• Instructions to follow: Pull out every line below holding the word "scanned".

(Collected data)
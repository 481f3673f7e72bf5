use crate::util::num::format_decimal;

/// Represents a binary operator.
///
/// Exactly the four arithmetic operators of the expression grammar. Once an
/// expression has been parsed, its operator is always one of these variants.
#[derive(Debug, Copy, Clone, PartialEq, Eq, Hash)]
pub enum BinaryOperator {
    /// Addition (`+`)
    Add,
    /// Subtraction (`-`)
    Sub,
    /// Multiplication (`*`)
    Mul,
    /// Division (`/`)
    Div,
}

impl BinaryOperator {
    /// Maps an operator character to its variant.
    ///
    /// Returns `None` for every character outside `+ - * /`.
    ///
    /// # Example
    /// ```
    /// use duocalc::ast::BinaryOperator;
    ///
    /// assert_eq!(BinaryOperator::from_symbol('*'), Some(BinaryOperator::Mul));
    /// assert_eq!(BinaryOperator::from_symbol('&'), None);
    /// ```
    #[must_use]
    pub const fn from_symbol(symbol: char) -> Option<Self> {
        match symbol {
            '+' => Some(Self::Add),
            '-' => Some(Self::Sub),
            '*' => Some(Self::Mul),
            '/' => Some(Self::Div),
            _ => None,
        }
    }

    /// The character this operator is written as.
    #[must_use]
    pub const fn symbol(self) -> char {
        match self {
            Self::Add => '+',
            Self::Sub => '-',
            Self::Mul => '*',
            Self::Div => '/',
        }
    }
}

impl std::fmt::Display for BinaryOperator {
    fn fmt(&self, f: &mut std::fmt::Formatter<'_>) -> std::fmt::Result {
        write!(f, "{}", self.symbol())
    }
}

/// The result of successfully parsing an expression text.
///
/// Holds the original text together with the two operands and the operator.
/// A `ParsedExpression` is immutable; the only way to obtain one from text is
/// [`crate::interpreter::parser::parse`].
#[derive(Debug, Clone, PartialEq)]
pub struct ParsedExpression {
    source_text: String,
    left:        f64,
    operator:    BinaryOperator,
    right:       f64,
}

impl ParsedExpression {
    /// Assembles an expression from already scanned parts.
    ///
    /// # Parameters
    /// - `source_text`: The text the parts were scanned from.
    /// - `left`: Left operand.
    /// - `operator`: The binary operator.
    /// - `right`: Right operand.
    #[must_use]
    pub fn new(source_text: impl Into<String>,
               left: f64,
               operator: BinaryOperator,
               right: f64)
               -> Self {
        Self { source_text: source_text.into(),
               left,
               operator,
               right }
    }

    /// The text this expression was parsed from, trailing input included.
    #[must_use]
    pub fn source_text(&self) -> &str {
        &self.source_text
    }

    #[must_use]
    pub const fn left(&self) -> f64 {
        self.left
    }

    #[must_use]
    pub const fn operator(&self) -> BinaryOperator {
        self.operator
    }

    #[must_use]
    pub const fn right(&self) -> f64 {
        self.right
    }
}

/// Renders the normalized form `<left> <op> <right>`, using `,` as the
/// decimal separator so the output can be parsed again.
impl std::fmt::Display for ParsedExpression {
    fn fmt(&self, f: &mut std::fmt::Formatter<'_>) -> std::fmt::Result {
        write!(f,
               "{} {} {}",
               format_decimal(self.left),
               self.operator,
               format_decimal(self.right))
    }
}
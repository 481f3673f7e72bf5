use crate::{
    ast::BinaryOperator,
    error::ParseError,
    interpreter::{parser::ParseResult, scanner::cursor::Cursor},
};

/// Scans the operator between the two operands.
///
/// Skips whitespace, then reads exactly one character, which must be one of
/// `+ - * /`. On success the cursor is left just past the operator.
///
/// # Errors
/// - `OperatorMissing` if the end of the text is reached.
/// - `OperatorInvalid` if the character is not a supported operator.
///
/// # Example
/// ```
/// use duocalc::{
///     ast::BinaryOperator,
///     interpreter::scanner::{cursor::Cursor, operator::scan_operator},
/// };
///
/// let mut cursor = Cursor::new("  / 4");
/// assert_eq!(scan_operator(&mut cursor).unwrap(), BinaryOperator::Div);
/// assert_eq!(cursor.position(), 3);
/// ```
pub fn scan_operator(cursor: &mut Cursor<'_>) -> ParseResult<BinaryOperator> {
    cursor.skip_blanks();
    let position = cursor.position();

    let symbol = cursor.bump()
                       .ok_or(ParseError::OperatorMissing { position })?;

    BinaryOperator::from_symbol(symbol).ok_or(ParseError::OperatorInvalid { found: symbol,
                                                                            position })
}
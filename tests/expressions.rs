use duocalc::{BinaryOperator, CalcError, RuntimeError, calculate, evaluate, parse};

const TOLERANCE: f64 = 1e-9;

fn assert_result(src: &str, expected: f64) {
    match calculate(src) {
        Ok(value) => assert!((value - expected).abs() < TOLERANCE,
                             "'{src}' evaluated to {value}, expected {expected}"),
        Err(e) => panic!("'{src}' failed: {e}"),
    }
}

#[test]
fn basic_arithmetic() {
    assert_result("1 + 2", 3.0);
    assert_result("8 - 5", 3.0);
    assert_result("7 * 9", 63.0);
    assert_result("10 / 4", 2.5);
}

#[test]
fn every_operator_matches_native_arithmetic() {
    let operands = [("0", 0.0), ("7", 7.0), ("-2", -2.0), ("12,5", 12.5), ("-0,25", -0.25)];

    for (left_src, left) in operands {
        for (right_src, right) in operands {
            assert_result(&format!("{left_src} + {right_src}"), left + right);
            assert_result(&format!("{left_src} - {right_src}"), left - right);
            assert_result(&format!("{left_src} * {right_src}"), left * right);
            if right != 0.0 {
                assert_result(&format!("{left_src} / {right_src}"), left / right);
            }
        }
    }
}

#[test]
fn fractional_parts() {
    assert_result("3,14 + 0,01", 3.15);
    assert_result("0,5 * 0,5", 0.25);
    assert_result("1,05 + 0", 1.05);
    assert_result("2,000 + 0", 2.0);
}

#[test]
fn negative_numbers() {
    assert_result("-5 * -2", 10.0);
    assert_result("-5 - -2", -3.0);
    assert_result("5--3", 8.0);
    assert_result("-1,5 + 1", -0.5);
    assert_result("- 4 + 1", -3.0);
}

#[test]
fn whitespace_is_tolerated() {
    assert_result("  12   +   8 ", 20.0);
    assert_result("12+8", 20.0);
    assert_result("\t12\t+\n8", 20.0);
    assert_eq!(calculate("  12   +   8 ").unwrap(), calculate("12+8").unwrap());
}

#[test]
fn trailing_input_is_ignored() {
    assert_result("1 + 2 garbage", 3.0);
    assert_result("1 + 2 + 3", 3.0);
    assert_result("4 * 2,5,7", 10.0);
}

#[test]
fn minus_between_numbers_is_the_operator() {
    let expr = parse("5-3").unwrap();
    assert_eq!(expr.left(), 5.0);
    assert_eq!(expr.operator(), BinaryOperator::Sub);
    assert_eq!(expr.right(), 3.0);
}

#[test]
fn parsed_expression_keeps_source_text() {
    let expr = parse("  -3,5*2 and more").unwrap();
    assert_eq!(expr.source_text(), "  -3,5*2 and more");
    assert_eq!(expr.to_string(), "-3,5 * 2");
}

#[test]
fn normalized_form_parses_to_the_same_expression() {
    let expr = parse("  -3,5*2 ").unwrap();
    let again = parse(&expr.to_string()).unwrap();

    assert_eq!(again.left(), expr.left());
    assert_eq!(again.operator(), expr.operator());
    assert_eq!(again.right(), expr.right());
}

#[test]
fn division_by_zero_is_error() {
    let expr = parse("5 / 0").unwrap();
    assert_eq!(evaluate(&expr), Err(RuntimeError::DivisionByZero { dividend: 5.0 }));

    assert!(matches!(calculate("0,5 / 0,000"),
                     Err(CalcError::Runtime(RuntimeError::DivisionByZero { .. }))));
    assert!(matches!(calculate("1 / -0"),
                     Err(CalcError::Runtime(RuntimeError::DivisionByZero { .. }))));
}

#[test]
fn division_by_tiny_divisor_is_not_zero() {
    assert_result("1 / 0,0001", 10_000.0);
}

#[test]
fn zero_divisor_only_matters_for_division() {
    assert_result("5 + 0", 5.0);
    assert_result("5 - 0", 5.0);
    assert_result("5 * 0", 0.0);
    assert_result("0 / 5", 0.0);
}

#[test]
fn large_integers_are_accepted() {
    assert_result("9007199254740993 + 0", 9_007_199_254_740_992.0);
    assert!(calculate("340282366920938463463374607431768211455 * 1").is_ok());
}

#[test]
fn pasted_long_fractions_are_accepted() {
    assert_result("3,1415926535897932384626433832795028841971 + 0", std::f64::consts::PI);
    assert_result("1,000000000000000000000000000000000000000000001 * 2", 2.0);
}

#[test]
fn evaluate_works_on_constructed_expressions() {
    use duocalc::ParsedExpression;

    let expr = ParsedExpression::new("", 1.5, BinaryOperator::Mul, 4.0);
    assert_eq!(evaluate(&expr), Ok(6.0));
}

==

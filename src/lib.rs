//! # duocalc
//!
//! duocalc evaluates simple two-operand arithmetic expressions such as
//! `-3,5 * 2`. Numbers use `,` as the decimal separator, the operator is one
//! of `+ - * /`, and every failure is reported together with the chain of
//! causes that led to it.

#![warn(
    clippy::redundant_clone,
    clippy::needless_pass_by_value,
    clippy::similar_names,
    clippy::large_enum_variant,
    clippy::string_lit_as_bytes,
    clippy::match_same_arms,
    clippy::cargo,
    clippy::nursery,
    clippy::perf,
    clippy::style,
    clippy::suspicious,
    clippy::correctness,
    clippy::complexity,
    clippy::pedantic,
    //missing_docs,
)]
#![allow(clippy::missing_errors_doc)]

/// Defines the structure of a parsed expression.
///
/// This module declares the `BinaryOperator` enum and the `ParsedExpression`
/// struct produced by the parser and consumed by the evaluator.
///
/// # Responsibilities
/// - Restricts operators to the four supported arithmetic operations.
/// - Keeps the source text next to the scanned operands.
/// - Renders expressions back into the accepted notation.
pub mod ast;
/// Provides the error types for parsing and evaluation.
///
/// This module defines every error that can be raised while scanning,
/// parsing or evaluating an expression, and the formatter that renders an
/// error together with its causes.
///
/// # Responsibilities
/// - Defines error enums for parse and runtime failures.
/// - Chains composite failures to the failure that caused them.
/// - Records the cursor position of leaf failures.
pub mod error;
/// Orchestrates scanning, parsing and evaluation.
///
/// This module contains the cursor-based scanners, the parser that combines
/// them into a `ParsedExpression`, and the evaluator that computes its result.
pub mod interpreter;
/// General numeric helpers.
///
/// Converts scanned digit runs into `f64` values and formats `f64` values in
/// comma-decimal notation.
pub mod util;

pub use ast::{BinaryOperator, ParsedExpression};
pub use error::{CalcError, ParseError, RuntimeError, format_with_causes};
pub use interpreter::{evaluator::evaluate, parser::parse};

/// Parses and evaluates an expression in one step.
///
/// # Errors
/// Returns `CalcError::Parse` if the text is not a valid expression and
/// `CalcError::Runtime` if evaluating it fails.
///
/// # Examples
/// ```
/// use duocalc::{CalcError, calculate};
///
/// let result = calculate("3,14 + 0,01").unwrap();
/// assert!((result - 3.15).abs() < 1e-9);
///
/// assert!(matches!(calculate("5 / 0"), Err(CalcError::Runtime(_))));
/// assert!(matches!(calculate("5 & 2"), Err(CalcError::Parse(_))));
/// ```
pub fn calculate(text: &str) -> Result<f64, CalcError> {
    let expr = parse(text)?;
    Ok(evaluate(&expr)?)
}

• Task result:
    /// Assembles an expression from already scanned parts.
    /// - `source_text`: The text the parts were scanned from.
/// - Keeps the source text next to the scanned operands.
/// Converts scanned digit runs into `f64` values and formats `f64` values in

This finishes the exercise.